Remove the green skin part and soft part with seeds in the pumpkin. Grate it and squeeze gently to drain the excess water. You can save this if you are worried about the nutrient loss.
Heat a heavy bottomed pan and add a tsp of ghee. Fry the grated pumpkin well for 2 minutes.
Add 1/4 cup water or the squeezed water from pumpkin and cook covered until soft and tender.
Mix and mash in between to ensure even cooking.
Add sugar and mix until it dissolves. Add saffron and continue cooking.
Keep stirring over medium flame. Add ghee little by little while you stir.
Once the halwa thickens, add edible camphor powdered and cardamom towards the end.

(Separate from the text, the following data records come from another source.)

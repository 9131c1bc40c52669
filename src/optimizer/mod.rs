/*
 * @Author       : 老董
 * @Date         : 2026-02-12 09:00:00
 * @LastEditors  : 老董
 * @LastEditTime : 2026-03-02 15:40:00
 * @Description  : 优化器模块：共享的更新/持久化契约与各算法实现
 */

mod adagrad;
mod adam;
mod base;
pub mod checkpoint;
mod clipper;
mod sgd;

pub use adagrad::Adagrad;
pub use adam::Adam;
pub use base::{Optimizer, OptimizerKind};
pub use clipper::{Clipper, ClipperKind, ElementwiseClipper, NormClipper};
pub use sgd::Sgd;

use crate::errors::OptimizerError;

/// 按算法名创建优化器并应用位置化配置列表
///
/// 支持的算法名："sgd"、"adagrad"、"adam"。
pub fn create_optimizer(
    algorithm: &str,
    eta: f32,
    clipper: Option<ClipperKind>,
    config: &[f32],
) -> Result<OptimizerKind, OptimizerError> {
    let mut opt: OptimizerKind = match algorithm {
        "sgd" => Sgd::new(eta, clipper).into(),
        "adagrad" => Adagrad::new(eta, clipper).into(),
        "adam" => Adam::new(eta, clipper).into(),
        _ => return Err(OptimizerError::UnknownAlgorithm(algorithm.to_string())),
    };
    opt.configure(config)?;
    log::debug!("已创建{algorithm}优化器，学习率={eta}");
    Ok(opt)
}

When you stir, you will see few tiny white spots appearing in the halwa, when you turn it. This is the right stage to switch off the flame.
Lastly fry cashew nuts broken into two in ghee until golden and add to the halwa.

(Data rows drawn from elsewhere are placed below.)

//! Target validation (SSRF defense)
//!
//! Classifies candidate URLs as allowed or blocked before any outbound
//! request is made. Checks run in a fixed order and short-circuit on the
//! first failure: length, parseability, scheme, local addresses, private
//! ranges, blocked ports, operator domain blocklist, suspicious patterns.
//!
//! Validation is pure string and address analysis - no DNS resolution, no
//! network I/O, never blocks.

use std::net::{Ipv4Addr, Ipv6Addr};

use regex::Regex;
use tracing::warn;
use url::{Host, Url};

use crate::config::ValidationConfig;

/// Why a target was rejected (or `Allowed` when it was not)
#[derive(Debug, Clone, Copy, PartialEq, Eq)]
pub enum ReasonCode {
    Allowed,
    TooLong,
    BadFormat,
    BadScheme,
    LocalAddress,
    PrivateAddress,
    BlockedPort,
    BlockedDomain,
    SuspiciousPattern,
}

/// Outcome of validating one candidate URL
#[derive(Debug, Clone)]
pub struct ValidationVerdict {
    pub allowed: bool,
    pub reason: ReasonCode,
    pub message: String,
}

impl ValidationVerdict {
    fn allow() -> Self {
        Self {
            allowed: true,
            reason: ReasonCode::Allowed,
            message: String::new(),
        }
    }

    fn block(reason: ReasonCode, message: impl Into<String>) -> Self {
        Self {
            allowed: false,
            reason,
            message: message.into(),
        }
    }
}

/// Hostnames that always resolve to the local machine
const LOCAL_HOSTNAMES: &[&str] = &["localhost", "127.0.0.1", "0.0.0.0", "::1", "[::1]"];

/// Built-in suspicious-pattern signatures. Defense-in-depth on top of the
/// scheme and address checks, not a substitute for them.
const BUILTIN_PATTERNS: &[&str] = &[
    r"(?i)javascript\s*:",
    r"(?i)vbscript\s*:",
    r"(?i)data\s*:\s*text/html",
    r"(?i)\bon(error|load|click|mouseover|focus)\s*=",
    r"(?i)<\s*script[^>]*>",
];

/// Compiled target validator
pub struct TargetValidator {
    max_url_length: usize,
    blocked_domains: Vec<String>,
    blocked_ports: Vec<u16>,
    suspicious_patterns: Vec<Regex>,
}

impl TargetValidator {
    /// Build a validator from config, compiling all patterns at construction
    pub fn new(config: &ValidationConfig) -> Self {
        let mut suspicious_patterns = compile_patterns(BUILTIN_PATTERNS);
        suspicious_patterns.extend(config.custom_patterns.iter().filter_map(|p| {
            Regex::new(p)
                .map_err(|e| warn!("Invalid custom validation pattern '{}': {}", p, e))
                .ok()
        }));

        Self {
            max_url_length: config.max_url_length,
            blocked_domains: config
                .blocked_domains
                .iter()
                .map(|d| d.to_ascii_lowercase())
                .collect(),
            blocked_ports: config.blocked_ports.clone(),
            suspicious_patterns,
        }
    }

    /// Classify a candidate URL. Checks short-circuit on first failure.
    pub fn validate(&self, raw: &str) -> ValidationVerdict {
        if raw.is_empty() {
            return ValidationVerdict::block(ReasonCode::BadFormat, "URL must not be empty");
        }
        if raw.len() > self.max_url_length {
            return ValidationVerdict::block(
                ReasonCode::TooLong,
                format!("URL exceeds {} characters", self.max_url_length),
            );
        }

        let url = match Url::parse(raw) {
            Ok(url) => url,
            Err(_) => {
                return ValidationVerdict::block(
                    ReasonCode::BadFormat,
                    "URL is not a valid absolute URL",
                );
            }
        };

        // Url::parse lowercases schemes, so this also covers mixed case.
        // Protocol-relative forms fail the absolute parse above.
        if url.scheme() != "http" && url.scheme() != "https" {
            return ValidationVerdict::block(
                ReasonCode::BadScheme,
                format!("Scheme '{}' is not allowed", url.scheme()),
            );
        }

        let host = match url.host() {
            Some(host) => host,
            None => {
                return ValidationVerdict::block(ReasonCode::BadFormat, "URL has no hostname");
            }
        };

        if let Some(verdict) = self.check_host(&host) {
            return verdict;
        }

        if let Some(port) = url.port() {
            // Port 0 is never a valid destination
            if port == 0 || self.blocked_ports.contains(&port) {
                return ValidationVerdict::block(
                    ReasonCode::BlockedPort,
                    format!("Port {} is not allowed", port),
                );
            }
        }

        let host_lower = host.to_string().to_ascii_lowercase();
        if self
            .blocked_domains
            .iter()
            .any(|blocked| host_lower.contains(blocked))
        {
            return ValidationVerdict::block(
                ReasonCode::BlockedDomain,
                "Domain is blocked by operator policy",
            );
        }

        for pattern in &self.suspicious_patterns {
            if pattern.is_match(raw) {
                return ValidationVerdict::block(
                    ReasonCode::SuspiciousPattern,
                    "URL matches a suspicious pattern",
                );
            }
        }

        ValidationVerdict::allow()
    }

    /// Local-address and private-range checks on the parsed host
    fn check_host(&self, host: &Host<&str>) -> Option<ValidationVerdict> {
        match host {
            Host::Domain(name) => {
                let lower = name.to_ascii_lowercase();
                if LOCAL_HOSTNAMES.contains(&lower.as_str()) {
                    return Some(ValidationVerdict::block(
                        ReasonCode::LocalAddress,
                        "Local addresses are not allowed",
                    ));
                }
                None
            }
            Host::Ipv4(addr) => self.check_ipv4(*addr),
            Host::Ipv6(addr) => self.check_ipv6(*addr),
        }
    }

    fn check_ipv4(&self, addr: Ipv4Addr) -> Option<ValidationVerdict> {
        if addr.is_loopback() || addr.is_unspecified() {
            return Some(ValidationVerdict::block(
                ReasonCode::LocalAddress,
                "Local addresses are not allowed",
            ));
        }
        // 10.0.0.0/8, 172.16.0.0/12, 192.168.0.0/16 via is_private;
        // 169.254.0.0/16 via is_link_local
        if addr.is_private() || addr.is_link_local() {
            return Some(ValidationVerdict::block(
                ReasonCode::PrivateAddress,
                "Private network addresses are not allowed",
            ));
        }
        None
    }

    fn check_ipv6(&self, addr: Ipv6Addr) -> Option<ValidationVerdict> {
        if addr.is_loopback() || addr.is_unspecified() {
            return Some(ValidationVerdict::block(
                ReasonCode::LocalAddress,
                "Local addresses are not allowed",
            ));
        }
        let segments = addr.segments();
        let unique_local = segments[0] & 0xfe00 == 0xfc00; // fc00::/7
        let link_local = segments[0] & 0xffc0 == 0xfe80; // fe80::/10
        if unique_local || link_local {
            return Some(ValidationVerdict::block(
                ReasonCode::PrivateAddress,
                "Private network addresses are not allowed",
            ));
        }
        // IPv4-mapped addresses inherit the IPv4 classification
        if let Some(v4) = addr.to_ipv4_mapped() {
            return self.check_ipv4(v4);
        }
        None
    }
}

/// Compile a slice of regex pattern strings, logging failures
fn compile_patterns(patterns: &[&str]) -> Vec<Regex> {
    patterns
        .iter()
        .filter_map(|p| {
            Regex::new(p)
                .map_err(|e| warn!("Failed to compile validation pattern '{}': {}", p, e))
                .ok()
        })
        .collect()
}

#[cfg(test)]
mod tests {
    use super::*;
    use crate::config::ValidationConfig;

    fn validator() -> TargetValidator {
        TargetValidator::new(&ValidationConfig::default())
    }

    #[test]
    fn allows_public_https_url() {
        let verdict = validator().validate("https://example.com/page");
        assert!(verdict.allowed);
        assert_eq!(verdict.reason, ReasonCode::Allowed);
    }

    #[test]
    fn rejects_empty_and_overlong() {
        let v = validator();
        assert_eq!(v.validate("").reason, ReasonCode::BadFormat);

        let long = format!("https://example.com/{}", "a".repeat(2100));
        assert_eq!(v.validate(&long).reason, ReasonCode::TooLong);
    }

    #[test]
    fn overlong_beats_other_checks() {
        // TOO_LONG regardless of otherwise-valid structure
        let long = format!("https://example.com/{}", "a".repeat(3000));
        let verdict = validator().validate(&long);
        assert!(!verdict.allowed);
        assert_eq!(verdict.reason, ReasonCode::TooLong);
    }

    #[test]
    fn rejects_bad_schemes() {
        let v = validator();
        for raw in [
            "ftp://example.com/",
            "file:///etc/passwd",
            "gopher://example.com/",
            "javascript:alert(1)",
        ] {
            let verdict = v.validate(raw);
            assert!(!verdict.allowed, "{} should be rejected", raw);
            assert_eq!(verdict.reason, ReasonCode::BadScheme, "{}", raw);
        }
        // Protocol-relative form is not an absolute URL
        assert_eq!(v.validate("//example.com/x").reason, ReasonCode::BadFormat);
    }

    #[test]
    fn scheme_check_is_case_insensitive() {
        let verdict = validator().validate("HTTPS://example.com/");
        assert!(verdict.allowed);
        let verdict = validator().validate("JAVASCRIPT:alert(1)");
        assert_eq!(verdict.reason, ReasonCode::BadScheme);
    }

    #[test]
    fn rejects_local_addresses() {
        let v = validator();
        for raw in [
            "http://localhost/",
            "http://localhost:3000/admin",
            "http://127.0.0.1/",
            "http://0.0.0.0/",
            "http://[::1]/",
        ] {
            let verdict = v.validate(raw);
            assert!(!verdict.allowed, "{} should be rejected", raw);
            assert_eq!(verdict.reason, ReasonCode::LocalAddress, "{}", raw);
        }
    }

    #[test]
    fn rejects_private_ranges() {
        let v = validator();
        for raw in [
            "http://10.0.0.1/",
            "http://10.255.255.254/",
            "http://172.16.0.1/",
            "http://172.31.255.1/",
            "http://192.168.1.1/",
            "http://169.254.169.254/latest/meta-data/",
            "http://[fc00::1]/",
            "http://[fd12:3456::1]/",
            "http://[fe80::1]/",
        ] {
            let verdict = v.validate(raw);
            assert!(!verdict.allowed, "{} should be rejected", raw);
            assert_eq!(verdict.reason, ReasonCode::PrivateAddress, "{}", raw);
        }
        // Adjacent public ranges stay allowed
        assert!(v.validate("http://172.32.0.1/").allowed);
        assert!(v.validate("http://11.0.0.1/").allowed);
    }

    #[test]
    fn rejects_blocked_ports() {
        let v = validator();
        for raw in [
            "http://example.com:22/",
            "http://example.com:25/",
            "http://example.com:3389/",
        ] {
            assert_eq!(v.validate(raw).reason, ReasonCode::BlockedPort, "{}", raw);
        }
        assert!(v.validate("http://example.com:8080/").allowed);
    }

    #[test]
    fn rejects_port_zero() {
        let verdict = validator().validate("http://example.com:0/");
        assert!(!verdict.allowed);
        assert_eq!(verdict.reason, ReasonCode::BlockedPort);
    }

    #[test]
    fn blocked_domain_substring_match() {
        let config = ValidationConfig {
            blocked_domains: vec!["evil.example".to_string()],
            ..ValidationConfig::default()
        };
        let v = TargetValidator::new(&config);
        assert_eq!(
            v.validate("https://sub.evil.example/page").reason,
            ReasonCode::BlockedDomain
        );
        assert!(v.validate("https://good.example/page").allowed);
    }

    #[test]
    fn suspicious_patterns_in_query() {
        let v = validator();
        let verdict = v.validate("https://example.com/?q=%3Cscript%3E<script>alert(1)</script>");
        assert_eq!(verdict.reason, ReasonCode::SuspiciousPattern);
    }

    #[test]
    fn check_order_local_before_port() {
        // localhost with a blocked port reports the address, not the port
        let verdict = validator().validate("http://127.0.0.1:22/");
        assert_eq!(verdict.reason, ReasonCode::LocalAddress);
    }
}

Let the whole process be done in medium flame. Especially after adding sugar. Adding edible camphor and cardamom is to suppress the smell of pumpkin. So add generously. Make sure you grate the white pumpkin evenly otherwise will remain uncooked. Adding sugar after the white pumpkin gets cooked is must. If uncooked, after adding sugar it will never get cooked and becomes hard.